Lowe’s® on the Line

The phones ring at Hansen Pole Buildings every day from dawn-to-dusk, and sometimes both before and after. Some calls are a little more interesting than others.

Bright and early, first thing this morning Eric (one of the owners of Hansen Pole Buildings) gets a phone call from Lowe’s®.

Composite GradeboardIt seems Lowe’s® has a pole building contractor customer who really likes to use composite skirt boards. As Lowe’s® did not have a source, they started doing some research. It turns out the caller from Lowe’s® had read my article about them online (which prompted the call): https://www.hansenpolebuildings.com/blog/2013/08/composite-grade-board/

Eric and the gentleman from Lowe’s® had some friendly discussions about not only the composite skirt boards, but also in regards to the company which typically promotes and sells them. It seems the two of them were pretty much in agreement in their negative opinion using composite material for skirt boards.

The fun part of the conversation came later…after it was related to Eric how the builder (after sharing his love of composite skirt boards) proceeded to explain how he ran his interior liner steel to grade then filled it 4″ high with concrete on the steel ! Not only was the builder doing this, but he was proud of it!

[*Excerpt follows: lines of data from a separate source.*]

//! One aggregation run: scan, discover, enrich, sort.

use crate::cache::Cache;
use crate::detail::{fetch_details, DetailSources};
use crate::discovery::{apply_backfill, backfill, discover};
use crate::error::Result;
use crate::executor::QueryExecutor;
use crate::reconcile::{reconcile, ItemMap};
use crate::scanner::{ScanContext, DEFAULT_PAGE_SIZE};
use crate::types::{PipelineDescriptor, RepoDescriptor, TrackedItem, CLOSED_PLACEMENT};
use crate::window::TimeWindow;
use crate::workspace;
use chrono::{DateTime, Utc};
use serde::Serialize;
use std::collections::{BTreeSet, HashSet};
use std::sync::Arc;
use tracing::{debug, info, warn};

pub const DEFAULT_CONCURRENCY: usize = 5;

/// Backends and cache used by a run.
#[derive(Clone)]
pub struct ActivitySources {
    pub primary: Arc<dyn QueryExecutor>,
    /// Absent when no secondary host is configured or it could not be set up.
    pub secondary: Option<Arc<dyn QueryExecutor>>,
    /// Why `secondary` is absent, when it was configured but unusable.
    pub secondary_error: Option<String>,
    pub cache: Arc<dyn Cache>,
}

/// Every behavior toggle of a run, built once from the command line.
#[derive(Debug, Clone)]
pub struct ActivityOptions {
    pub workspace_id: String,
    pub window: TimeWindow,
    /// Search the secondary host and merge its timelines.
    pub include_secondary: bool,
    /// Fetch per-item timelines.
    pub detail: bool,
    pub pipeline: Option<String>,
    pub repo: Option<String>,
    pub concurrency: usize,
    pub page_size: u32,
}

impl ActivityOptions {
    pub fn new(workspace_id: impl Into<String>, window: TimeWindow) -> Self {
        Self {
            workspace_id: workspace_id.into(),
            window,
            include_secondary: false,
            detail: false,
            pipeline: None,
            repo: None,
            concurrency: DEFAULT_CONCURRENCY,
            page_size: DEFAULT_PAGE_SIZE,
        }
    }
}

#[derive(Debug, Clone, PartialEq, Eq, Serialize)]
pub struct Summary {
    pub item_count: usize,
    pub group_count: usize,
}

#[derive(Debug, Clone, Serialize)]
pub struct ActivityReport {
    pub from: DateTime<Utc>,
    pub to: DateTime<Utc>,
    /// Sorted by group, then most recent activity first.
    pub items: Vec<TrackedItem>,
    pub summary: Summary,
    #[serde(skip_serializing_if = "Vec::is_empty")]
    pub warnings: Vec<String>,
}

/// Run one aggregation.
///
/// Pipeline and repository filters are resolved before anything is scanned.
/// A failing primary scan fails the run; secondary-host problems become
/// report warnings.
pub async fn collect_activity(
    sources: &ActivitySources,
    options: &ActivityOptions,
) -> Result<ActivityReport> {
    let window = options.window;
    let ws = options.workspace_id.as_str();
    let mut warnings = Vec::new();

    let pipelines = workspace::pipelines(sources.primary.as_ref(), sources.cache.as_ref(), ws).await?;
    let scanned: Vec<PipelineDescriptor> = match &options.pipeline {
        Some(name) => vec![workspace::resolve_pipeline(&pipelines, name)?.clone()],
        None => pipelines.clone(),
    };
    let repo_filter: Option<RepoDescriptor> = match &options.repo {
        Some(name) => {
            let repos =
                workspace::repositories(sources.primary.as_ref(), sources.cache.as_ref(), ws)
                    .await?;
            Some(workspace::resolve_repo(&repos, name)?.clone())
        }
        None => None,
    };

    let ctx = ScanContext::new(ws, options.page_size);
    let mut map = reconcile(sources.primary.clone(), &ctx, &scanned, &window).await?;
    info!(items = map.len(), pipelines = scanned.len(), "primary scan complete");

    if options.include_secondary {
        match &sources.secondary {
            Some(secondary) => {
                if let Err(message) = merge_secondary(
                    sources,
                    secondary.as_ref(),
                    options,
                    repo_filter.as_ref(),
                    &mut map,
                )
                .await
                {
                    warn!("{message}");
                    warnings.push(message);
                }
            }
            None => {
                let message = match &sources.secondary_error {
                    Some(reason) => {
                        format!("secondary backend unavailable ({reason}); showing primary activity only")
                    }
                    None => "secondary backend not configured; showing primary activity only"
                        .to_string(),
                };
                warn!("{message}");
                warnings.push(message);
            }
        }
    }

    let mut items: Vec<TrackedItem> = map.into_values().collect();

    if options.pipeline.is_some() {
        // Discovered items may land in pipelines outside the filter.
        let others: HashSet<&str> = pipelines
            .iter()
            .filter(|p| !scanned.iter().any(|s| s.id == p.id))
            .map(|p| p.name.as_str())
            .collect();
        items.retain(|i| !others.contains(i.placement.as_str()));
    }
    if let Some(repo) = &repo_filter {
        items.retain(|i| {
            i.repo_name.eq_ignore_ascii_case(&repo.name)
                && (i.repo_owner.is_empty() || i.repo_owner.eq_ignore_ascii_case(&repo.owner))
        });
    }

    if options.detail {
        let detail_sources = DetailSources {
            primary: sources.primary.clone(),
            secondary: sources.secondary.clone(),
            concurrency: options.concurrency,
        };
        fetch_details(&detail_sources, &mut items, &window, options.include_secondary).await;
    }

    sort_items(&mut items, &pipelines);
    let group_count = items
        .iter()
        .map(|i| i.placement.as_str())
        .collect::<BTreeSet<_>>()
        .len();

    Ok(ActivityReport {
        from: window.from,
        to: window.to,
        summary: Summary {
            item_count: items.len(),
            group_count,
        },
        items,
        warnings,
    })
}

/// Discover secondary-only items and backfill them into `map`. The error
/// value is the warning to report.
async fn merge_secondary(
    sources: &ActivitySources,
    secondary: &dyn QueryExecutor,
    options: &ActivityOptions,
    repo_filter: Option<&RepoDescriptor>,
    map: &mut ItemMap,
) -> std::result::Result<(), String> {
    let ws = options.workspace_id.as_str();
    let repos = match repo_filter {
        Some(repo) => vec![repo.clone()],
        None => workspace::repositories(sources.primary.as_ref(), sources.cache.as_ref(), ws)
            .await
            .map_err(|e| format!("could not list workspace repositories: {e}"))?,
    };

    let existing: HashSet<String> = map.values().map(|i| i.reference.clone()).collect();
    let found = discover(secondary, &repos, &options.window, &existing)
        .await
        .map_err(|e| format!("secondary discovery failed: {e}"))?;
    if found.is_empty() {
        return Ok(());
    }

    for item in &found {
        map.insert(item.id.clone(), item.clone());
    }
    let outcomes = backfill(sources.primary.clone(), ws, found, options.concurrency).await;
    debug!(backfilled = outcomes.len(), "applying backfill");
    apply_backfill(map, outcomes);
    Ok(())
}

// ---------------------------------------------------------------------------
// Ordering
// ---------------------------------------------------------------------------

/// Canonical pipeline order, then `Closed`, then everything else by name.
fn group_rank<'a>(placement: &'a str, pipelines: &[PipelineDescriptor]) -> (usize, &'a str) {
    if let Some(index) = pipelines.iter().position(|p| p.name == placement) {
        (index, "")
    } else if placement == CLOSED_PLACEMENT {
        (pipelines.len(), "")
    } else {
        (pipelines.len() + 1, placement)
    }
}

/// Group order, then most recent activity first, then `ref`.
pub fn sort_items(items: &mut [TrackedItem], pipelines: &[PipelineDescriptor]) {
    items.sort_by(|a, b| {
        group_rank(&a.placement, pipelines)
            .cmp(&group_rank(&b.placement, pipelines))
            .then_with(|| b.display_updated_at().cmp(&a.display_updated_at()))
            .then_with(|| a.reference.cmp(&b.reference))
    });
}

// ---------------------------------------------------------------------------
// Tests
// ---------------------------------------------------------------------------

For those readers who are unfamiliar with steel liner panels, they are most often used in the Midwest. The panels are typically the same profile as the steel roofing and siding. They are oftentimes very thin (sometimes even 30 gauge material) and feature low cost typically white polyester paint over a minimal galvanized or Galvalume® substrate.

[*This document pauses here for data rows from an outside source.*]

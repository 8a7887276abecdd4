use crate::output::print_json;
use crate::setup;
use clap::Subcommand;
use pulse_core::config::WarnLevel;
use std::path::Path;

#[derive(Subcommand)]
pub enum ConfigSubcommand {
    /// Print the loaded configuration
    Show,

    /// Validate the config for common mistakes
    Validate,
}

pub fn run(config: Option<&Path>, subcmd: ConfigSubcommand, json: bool) -> anyhow::Result<()> {
    match subcmd {
        ConfigSubcommand::Show => show(config, json),
        ConfigSubcommand::Validate => validate(config, json),
    }
}

// ---------------------------------------------------------------------------
// show
// ---------------------------------------------------------------------------

fn show(config: Option<&Path>, json: bool) -> anyhow::Result<()> {
    let (path, config) = setup::load_config(config)?;

    if json {
        return print_json(&config);
    }

    println!("# {}", path.display());
    print!("{}", serde_yaml::to_string(&config)?);
    Ok(())
}

// ---------------------------------------------------------------------------
// validate
// ---------------------------------------------------------------------------

fn validate(config: Option<&Path>, json: bool) -> anyhow::Result<()> {
    let (_, config) = setup::load_config(config)?;
    let warnings = config.validate();

    if json {
        let value = serde_json::json!({
            "warnings": warnings,
        });
        print_json(&value)?;
    } else if warnings.is_empty() {
        println!("Config is valid. No warnings.");
    } else {
        for w in &warnings {
            let prefix = match w.level {
                WarnLevel::Warning => "warning",
                WarnLevel::Error => "error",
            };
            println!("[{prefix}] {}", w.message);
        }
    }

    if warnings.iter().any(|w| w.level == WarnLevel::Error) {
        anyhow::bail!("config validation found errors");
    }

    Ok(())
}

Here is where things could get dicey for this particular builder.  Pre-painted Galvalume® sheets are not to come in contact with wet concrete. Concrete’s high alkalinity attacks aluminum in Galvalume, causing coating to peel. How would the builder know what the substrate was? He’d have to be asking who he purchased it from, and unless it was directly from the manufacturer, there is a good chance he won’t get the correct answer.

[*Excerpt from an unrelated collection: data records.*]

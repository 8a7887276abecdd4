//! Workspace-scoped cache for slow-changing lookups (pipeline and repository
//! lists).
//!
//! A cache never fails the caller: read and write problems are logged and
//! behave like a miss.

use crate::io;
use crate::paths;
use chrono::{DateTime, TimeDelta, Utc};
use serde::{Deserialize, Serialize};
use serde_json::Value;
use std::collections::HashMap;
use std::path::PathBuf;
use std::sync::Mutex;
use tracing::{debug, warn};

pub const DEFAULT_TTL_MINUTES: u32 = 60;

pub trait Cache: Send + Sync {
    fn get(&self, key: &str) -> Option<Value>;
    fn set(&self, key: &str, value: &Value);
    fn invalidate(&self, key: &str);
}

/// `<workspace-id>/<name>`
pub fn cache_key(workspace_id: &str, name: &str) -> String {
    format!("{workspace_id}/{name}")
}

// ---------------------------------------------------------------------------
// FileCache
// ---------------------------------------------------------------------------

#[derive(Debug, Serialize, Deserialize)]
struct Entry {
    fetched_at: DateTime<Utc>,
    value: Value,
}

/// One JSON file per key under a cache directory. Entries older than the TTL
/// read as misses.
#[derive(Debug, Clone)]
pub struct FileCache {
    dir: PathBuf,
    ttl: TimeDelta,
}

impl FileCache {
    pub fn new(dir: impl Into<PathBuf>, ttl: TimeDelta) -> Self {
        Self {
            dir: dir.into(),
            ttl,
        }
    }

    pub fn with_ttl_minutes(dir: impl Into<PathBuf>, minutes: u32) -> Self {
        Self::new(dir, TimeDelta::minutes(i64::from(minutes)))
    }

    fn path(&self, key: &str) -> PathBuf {
        paths::cache_file(&self.dir, key)
    }

    fn read(&self, key: &str, now: DateTime<Utc>) -> crate::Result<Option<Value>> {
        let Some(raw) = io::read_if_exists(&self.path(key))? else {
            return Ok(None);
        };
        let entry: Entry = serde_json::from_str(&raw)?;
        if now - entry.fetched_at > self.ttl {
            debug!(key, "cache entry expired");
            return Ok(None);
        }
        Ok(Some(entry.value))
    }

    fn write(&self, key: &str, value: &Value) -> crate::Result<()> {
        let entry = Entry {
            fetched_at: Utc::now(),
            value: value.clone(),
        };
        let data = serde_json::to_vec(&entry)?;
        io::atomic_write(&self.path(key), &data)
    }
}

impl Cache for FileCache {
    fn get(&self, key: &str) -> Option<Value> {
        match self.read(key, Utc::now()) {
            Ok(v) => v,
            Err(e) => {
                warn!(key, error = %e, "cache read failed; treating as miss");
                None
            }
        }
    }

    fn set(&self, key: &str, value: &Value) {
        if let Err(e) = self.write(key, value) {
            warn!(key, error = %e, "cache write failed");
        }
    }

    fn invalidate(&self, key: &str) {
        if let Err(e) = io::remove_if_exists(&self.path(key)) {
            warn!(key, error = %e, "cache invalidate failed");
        }
    }
}

// ---------------------------------------------------------------------------
// MemoryCache
// ---------------------------------------------------------------------------

/// Process-local cache. Used with `--no-cache` and in tests.
#[derive(Debug, Default)]
pub struct MemoryCache {
    entries: Mutex<HashMap<String, Value>>,
}

impl MemoryCache {
    pub fn new() -> Self {
        Self::default()
    }

    fn entries(&self) -> std::sync::MutexGuard<'_, HashMap<String, Value>> {
        self.entries.lock().unwrap_or_else(|e| e.into_inner())
    }
}

impl Cache for MemoryCache {
    fn get(&self, key: &str) -> Option<Value> {
        self.entries().get(key).cloned()
    }

    fn set(&self, key: &str, value: &Value) {
        self.entries().insert(key.to_string(), value.clone());
    }

    fn invalidate(&self, key: &str) {
        self.entries().remove(key);
    }
}

// ---------------------------------------------------------------------------
// Tests
// ---------------------------------------------------------------------------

I am not a huge proponent of steel liner panels to begin with, but if I did have them in my building, I’d prefer the paint stayed on them!

Scratching my head, I am still trying to figure out why the builder is pouring against the liner….and can come up with only two things. The first is – it would save some concrete (between the liner panel and the skirt board). About a yard on an average 40’ x 60’ building. Of course the concrete savings would be offset, to a large part, by the extra four inches of steel liner panel around the entire perimeter.

The second reason….(and this is merely a guess) is the composite skirt boards may be too flexible to reliably pour against without bowing outward, or requiring a tremendous number of stakes to hold them in place.

Any ideas from the audience?  My wife, in a previous marriage, was married to a hog farmer – and she relates one of their buildings was done exactly like this – and why it was done that way. As happens in our “almost perfect” marriage, we don’t always agree – which is why I married her – we can “agree to disagree”.  Anyone else besides my lovely bride of 14 years have good reasons to run concrete over the bottom edge of horizontal interior steel panels?  Let me know!

2 thoughts on “Lowe’s® on the Line

  1. The reason he did this I’ll bet is to avoid pulling off the job between the shell of the building being erected and the interior package being installed. I feel the best way to do it is build the shell, pour the concrete, then do the liner.